Remember Bill Moyers' near-insane op/ed about fundamentalists not caring about the environment because Christ's return was upon us, and a little enviro-destruction might just hurry Him along? If not, I posted on it here, here and here (I was a bit riled). Moyers to later retracted the part of it in which he said former Interior Secretary James Watt was that sort of fundamentalist earth-raper.
Well, the Lefties didn't learn anything from Moyers' embarassment. No Left Turns (h/t Greenie Watch) reports the same sort of shenanigans in Jared Diamond’s new best-seller Collapse: How Societies Choose to Fail or Succeed:
Well, the Lefties didn't learn anything from Moyers' embarassment. No Left Turns (h/t Greenie Watch) reports the same sort of shenanigans in Jared Diamond’s new best-seller Collapse: How Societies Choose to Fail or Succeed:
“Civilization as we know it would be impossible without oil, farm food, wood, or books, but oil executives, farmers, loggers, and book publishers nevertheless don’t cling to that quasi-religious fundamentalism of mine executives: ‘God put those metals there for the benefit of mankind, to be mined.’”

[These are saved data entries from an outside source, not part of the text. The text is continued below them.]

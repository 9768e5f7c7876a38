//! PubSub node configuration.
//!
//! Defines node types, access and publish models, and [`NodeConfig`]: the
//! `pubsub#node_config` form that drives node behavior.

use std::fmt;

use crate::form::{parse_boolean, DataForm, FormField, FormType};
use crate::stanzas::NS_PUBSUB_NODE_CONFIG;

/// Items kept per node when `pubsub#max_items` is unset or invalid.
pub const DEFAULT_MAX_ITEMS: usize = 10;

pub const FIELD_NODE_TYPE: &str = "pubsub#node_type";
pub const FIELD_TITLE: &str = "pubsub#title";
pub const FIELD_DELIVER_PAYLOADS: &str = "pubsub#deliver_payloads";
pub const FIELD_NOTIFY_CONFIG: &str = "pubsub#notify_config";
pub const FIELD_NOTIFY_DELETE: &str = "pubsub#notify_delete";
pub const FIELD_NOTIFY_RETRACT: &str = "pubsub#notify_retract";
pub const FIELD_PERSIST_ITEMS: &str = "pubsub#persist_items";
pub const FIELD_MAX_ITEMS: &str = "pubsub#max_items";
pub const FIELD_SUBSCRIBE: &str = "pubsub#subscribe";
pub const FIELD_COLLECTION: &str = "pubsub#collection";
pub const FIELD_ACCESS_MODEL: &str = "pubsub#access_model";
pub const FIELD_PUBLISH_MODEL: &str = "pubsub#publish_model";
pub const FIELD_SEND_LAST_PUBLISHED_ITEM: &str = "pubsub#send_last_published_item";
pub const FIELD_DOMAINS: &str = "pubsub#domains";
pub const FIELD_PRESENCE_BASED_DELIVERY: &str = "pubsub#presence_based_delivery";
pub const FIELD_PRESENCE_EXPIRED: &str = "pubsub#presence_expired";
pub const FIELD_EMBEDDED_BODY_XSLT: &str = "pubsub#embedded_body_xslt";
pub const FIELD_BODY_XSLT: &str = "pubsub#body_xslt";
pub const FIELD_ROSTER_GROUPS_ALLOWED: &str = "pubsub#roster_groups_allowed";
pub const FIELD_NOTIFY_SUB_AFF_STATE: &str = "pubsub#notify_sub_aff_state";
pub const FIELD_CHILDREN: &str = "pubsub#children";

/// Kind of node.
#[derive(Debug, Clone, Copy, PartialEq, Eq, Default)]
pub enum NodeType {
    /// Holds published items.
    #[default]
    Leaf,
    /// Holds other nodes. Accepted in forms, rejected by every handler.
    Collection,
}

impl NodeType {
    /// Parse a node type from a string.
    pub fn from_str(s: &str) -> Option<Self> {
        match s {
            "leaf" => Some(NodeType::Leaf),
            "collection" => Some(NodeType::Collection),
            _ => None,
        }
    }

    /// Integer tag used by storage backends.
    pub fn storage_code(&self) -> i32 {
        match self {
            NodeType::Leaf => 1,
            NodeType::Collection => 2,
        }
    }

    pub fn from_storage_code(code: i32) -> Self {
        if code == 2 {
            NodeType::Collection
        } else {
            NodeType::Leaf
        }
    }
}

impl fmt::Display for NodeType {
    fn fmt(&self, f: &mut fmt::Formatter<'_>) -> fmt::Result {
        let s = match self {
            NodeType::Leaf => "leaf",
            NodeType::Collection => "collection",
        };
        write!(f, "{}", s)
    }
}

/// Access model for a PubSub node.
///
/// Determines who can subscribe to and retrieve items from the node.
#[derive(Debug, Clone, Copy, PartialEq, Eq, Default)]
pub enum AccessModel {
    /// Subscription requests must be approved by an owner.
    Authorize,
    /// Anyone can subscribe and retrieve items.
    #[default]
    Open,
    /// Only entities with a presence subscription to an owner can access.
    Presence,
    /// Only entities in allowed roster groups of an owner can access.
    Roster,
    /// Only entities an owner has affiliated can access.
    Whitelist,
}

impl AccessModel {
    /// Parse an access model from a string.
    pub fn from_str(s: &str) -> Option<Self> {
        match s {
            "authorize" => Some(AccessModel::Authorize),
            "open" => Some(AccessModel::Open),
            "presence" => Some(AccessModel::Presence),
            "roster" => Some(AccessModel::Roster),
            "whitelist" => Some(AccessModel::Whitelist),
            _ => None,
        }
    }
}

impl fmt::Display for AccessModel {
    fn fmt(&self, f: &mut fmt::Formatter<'_>) -> fmt::Result {
        let s = match self {
            AccessModel::Authorize => "authorize",
            AccessModel::Open => "open",
            AccessModel::Presence => "presence",
            AccessModel::Roster => "roster",
            AccessModel::Whitelist => "whitelist",
        };
        write!(f, "{}", s)
    }
}

/// Publish model for a PubSub node.
///
/// Determines who can publish to the node.
#[derive(Debug, Clone, Copy, PartialEq, Eq, Default)]
pub enum PublishModel {
    /// Only affiliations with the publish privilege can publish.
    #[default]
    Publishers,
    /// Subscribers can publish.
    Subscribers,
    /// Anyone can publish.
    Open,
}

impl PublishModel {
    /// Parse a publish model from a string.
    pub fn from_str(s: &str) -> Option<Self> {
        match s {
            "publishers" => Some(PublishModel::Publishers),
            "subscribers" => Some(PublishModel::Subscribers),
            "open" => Some(PublishModel::Open),
            _ => None,
        }
    }
}

impl fmt::Display for PublishModel {
    fn fmt(&self, f: &mut fmt::Formatter<'_>) -> fmt::Result {
        let s = match self {
            PublishModel::Publishers => "publishers",
            PublishModel::Subscribers => "subscribers",
            PublishModel::Open => "open",
        };
        write!(f, "{}", s)
    }
}

/// When to send the last published item to a subscriber.
#[derive(Debug, Clone, Copy, PartialEq, Eq, Default)]
pub enum SendLastPublishedItem {
    /// Never send last item automatically.
    Never,
    /// Send on subscription only.
    #[default]
    OnSub,
    /// Send on subscription and when contact comes online.
    OnSubAndPresence,
}

impl SendLastPublishedItem {
    /// Parse from a string.
    pub fn from_str(s: &str) -> Option<Self> {
        match s {
            "never" => Some(SendLastPublishedItem::Never),
            "on_sub" => Some(SendLastPublishedItem::OnSub),
            "on_sub_and_presence" => Some(SendLastPublishedItem::OnSubAndPresence),
            _ => None,
        }
    }
}

impl fmt::Display for SendLastPublishedItem {
    fn fmt(&self, f: &mut fmt::Formatter<'_>) -> fmt::Result {
        let s = match self {
            SendLastPublishedItem::Never => "never",
            SendLastPublishedItem::OnSub => "on_sub",
            SendLastPublishedItem::OnSubAndPresence => "on_sub_and_presence",
        };
        write!(f, "{}", s)
    }
}

/// Configuration for a PubSub node.
///
/// The `kind` tag selects which fields the default form carries; every
/// option lives in the form itself, one value set per field name.
#[derive(Debug, Clone, PartialEq, Eq)]
pub struct NodeConfig {
    kind: NodeType,
    form: DataForm,
}

impl Default for NodeConfig {
    fn default() -> Self {
        Self::leaf()
    }
}

impl NodeConfig {
    /// Default configuration of a leaf node.
    pub fn leaf() -> Self {
        Self {
            kind: NodeType::Leaf,
            form: default_form(),
        }
    }

    /// Default configuration of a collection node, with `pubsub#children`.
    pub fn collection() -> Self {
        let mut form = default_form();
        form.add_field(FormField::text_multi(FIELD_CHILDREN, "", &[""]));
        Self {
            kind: NodeType::Collection,
            form,
        }
    }

    /// Default configuration for the requested node type.
    pub fn for_type(kind: NodeType) -> Self {
        match kind {
            NodeType::Leaf => Self::leaf(),
            NodeType::Collection => Self::collection(),
        }
    }

    /// Restore a configuration from a stored form.
    ///
    /// Starts from the defaults of the form's node type and overlays the
    /// stored values, so fields missing from older forms keep their defaults.
    pub fn from_form(stored: &DataForm) -> Self {
        let kind = stored
            .value(FIELD_NODE_TYPE)
            .and_then(NodeType::from_str)
            .unwrap_or_default();
        let mut config = Self::for_type(kind);
        config.merge_from(stored);
        config
    }

    pub fn kind(&self) -> NodeType {
        self.kind
    }

    pub fn form(&self) -> &DataForm {
        &self.form
    }

    /// Replace a single field.
    pub fn set_field(&mut self, field: FormField) {
        self.form.add_field(field);
    }

    /// Copy every submitted field value over the current form.
    ///
    /// `FORM_TYPE` is never overwritten. Field metadata (type, label,
    /// options) is kept from the current form when the field exists.
    pub fn merge_from(&mut self, overlay: &DataForm) {
        for field in overlay.fields() {
            if field.var == "FORM_TYPE" {
                continue;
            }
            self.form.set_values(&field.var, field.values.clone());
        }
        if let Some(kind) = self.form.value(FIELD_NODE_TYPE).and_then(NodeType::from_str) {
            self.kind = kind;
        }
    }

    /// Form to embed in a configuration reply.
    pub fn to_form(&self) -> DataForm {
        let mut form = self.form.clone();
        form.form_type = FormType::Form;
        form
    }

    /// The configured access model, `None` when the value is unknown.
    pub fn access_model(&self) -> Option<AccessModel> {
        self.form.value(FIELD_ACCESS_MODEL).and_then(AccessModel::from_str)
    }

    /// The configured publish model, `None` when the value is unknown.
    pub fn publish_model(&self) -> Option<PublishModel> {
        self.form.value(FIELD_PUBLISH_MODEL).and_then(PublishModel::from_str)
    }

    pub fn send_last_published_item(&self) -> SendLastPublishedItem {
        self.form
            .value(FIELD_SEND_LAST_PUBLISHED_ITEM)
            .and_then(SendLastPublishedItem::from_str)
            .unwrap_or_default()
    }

    pub fn persist_items(&self) -> bool {
        self.bool_field(FIELD_PERSIST_ITEMS)
    }

    /// `pubsub#max_items`, 0 when unset or not a number.
    pub fn max_items(&self) -> usize {
        self.form
            .value(FIELD_MAX_ITEMS)
            .and_then(|v| v.trim().parse().ok())
            .unwrap_or(0)
    }

    pub fn deliver_payloads(&self) -> bool {
        self.bool_field(FIELD_DELIVER_PAYLOADS)
    }

    pub fn notify_config(&self) -> bool {
        self.bool_field(FIELD_NOTIFY_CONFIG)
    }

    pub fn notify_delete(&self) -> bool {
        self.bool_field(FIELD_NOTIFY_DELETE)
    }

    pub fn notify_retract(&self) -> bool {
        self.bool_field(FIELD_NOTIFY_RETRACT)
    }

    pub fn subscribe_allowed(&self) -> bool {
        self.bool_field(FIELD_SUBSCRIBE)
    }

    pub fn presence_based_delivery(&self) -> bool {
        self.bool_field(FIELD_PRESENCE_BASED_DELIVERY)
    }

    pub fn title(&self) -> Option<&str> {
        self.form.value(FIELD_TITLE).filter(|t| !t.is_empty())
    }

    /// Allowed roster groups with blank entries removed.
    pub fn roster_groups_allowed(&self) -> Vec<String> {
        self.form
            .values(FIELD_ROSTER_GROUPS_ALLOWED)
            .into_iter()
            .filter(|g| !g.trim().is_empty())
            .collect()
    }

    /// Child node names of a collection.
    pub fn children(&self) -> Vec<String> {
        self.form
            .values(FIELD_CHILDREN)
            .into_iter()
            .filter(|c| !c.is_empty())
            .collect()
    }

    fn bool_field(&self, var: &str) -> bool {
        self.form.value(var).map(parse_boolean).unwrap_or(false)
    }
}

fn default_form() -> DataForm {
    let mut form = DataForm::new(FormType::Form);

    form.add_field(FormField::hidden("FORM_TYPE", NS_PUBSUB_NODE_CONFIG));
    form.add_field(FormField::list_single(
        FIELD_NODE_TYPE,
        "",
        "leaf",
        &["leaf", "collection"],
    ));
    form.add_field(FormField::text_single(
        FIELD_TITLE,
        "A friendly name for the node",
        "",
    ));
    form.add_field(FormField::boolean(
        FIELD_DELIVER_PAYLOADS,
        "Whether to deliver payloads with event notifications",
        true,
    ));
    form.add_field(FormField::boolean(
        FIELD_NOTIFY_CONFIG,
        "Notify subscribers when the node configuration changes",
        false,
    ));
    form.add_field(FormField::boolean(
        FIELD_NOTIFY_DELETE,
        "Notify subscribers when the node is deleted",
        false,
    ));
    form.add_field(FormField::boolean(
        FIELD_NOTIFY_RETRACT,
        "Notify subscribers when items are removed from the node",
        false,
    ));
    form.add_field(FormField::boolean(
        FIELD_PERSIST_ITEMS,
        "Persist items to storage",
        true,
    ));
    form.add_field(FormField::text_single(
        FIELD_MAX_ITEMS,
        "Max # of items to persist",
        &DEFAULT_MAX_ITEMS.to_string(),
    ));
    form.add_field(FormField::boolean(
        FIELD_SUBSCRIBE,
        "Whether to allow subscriptions",
        true,
    ));
    form.add_field(FormField::text_single(
        FIELD_COLLECTION,
        "The collection with which a node is affiliated",
        "",
    ));
    form.add_field(FormField::list_single(
        FIELD_ACCESS_MODEL,
        "Specify the subscriber model",
        "open",
        &["authorize", "open", "presence", "roster", "whitelist"],
    ));
    form.add_field(FormField::list_single(
        FIELD_PUBLISH_MODEL,
        "Specify the publisher model",
        "publishers",
        &["publishers", "subscribers", "open"],
    ));
    form.add_field(FormField::list_single(
        FIELD_SEND_LAST_PUBLISHED_ITEM,
        "When to send the last published item",
        "on_sub",
        &["never", "on_sub", "on_sub_and_presence"],
    ));
    form.add_field(FormField::text_multi(
        FIELD_DOMAINS,
        "The domains allowed to access this node (blank for any)",
        &[],
    ));
    form.add_field(FormField::boolean(
        FIELD_PRESENCE_BASED_DELIVERY,
        "Whether to deliver notifications to available users only",
        false,
    ));
    form.add_field(FormField::boolean(
        FIELD_PRESENCE_EXPIRED,
        "Whether the subscription expires when the subscriber goes offline",
        false,
    ));
    form.add_field(FormField::text_multi(
        FIELD_EMBEDDED_BODY_XSLT,
        "The XSL transformation applied to payloads to generate a message body",
        &[],
    ));
    form.add_field(FormField::text_single(
        FIELD_BODY_XSLT,
        "The URL of an XSL transformation applied to payloads to generate a message body",
        "",
    ));
    form.add_field(FormField::text_multi(
        FIELD_ROSTER_GROUPS_ALLOWED,
        "Roster groups allowed to subscribe",
        &[],
    ));
    form.add_field(FormField::boolean(
        FIELD_NOTIFY_SUB_AFF_STATE,
        "Notify subscribers when the owner changes their subscription or affiliation state",
        false,
    ));

    form
}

The “mine executive” who supposedly said this is not identified, nor the name of her company. (There are no footnotes or source notes for this quote, or any other in the book.) It is not clear from Diamond’s prose whether this is meant to be a verbatim quotation, or a stylized characterization, The doubt about the authenticity of this quote is deepened by the immediate sequel:
"The CEO and most officers of one of the major American mining companies are members of a church that teaches that God will soon arrive on Earth, hence if we can just postpone land reclamation for another 5 or 10 years it will then be irrelevant anyway."
Again, Diamond identifies neither the mining company nor the denomination in question here. These things matter. Precisely because Diamond is a bestselling author of considerable reputation, his distortion or invention of ridiculous quotations threatens to inject them into wider circulation. In fact, it has already started.
Reviewing Collapse in Science magazine, Tim Flannery writes of “the CEO of an American mining company who believes that ‘God will soon arrive on Earth, hence if we can just postpone land reclamation for another 5 or 10 years it will then be irrelevant anyway.’” Suddenly we’ve gone from executives who attend an unidentified congregation that believes this to an unnamed CEO who “believes” this. The next short step will be directly attributing this non-quotation to the unnamed CEO.
... and then to a named CEO. Who cares about the truth when you've got God on your side? Ooops. Get me rewrite, Madge! Who cares about truth when you've got Secularism on your side?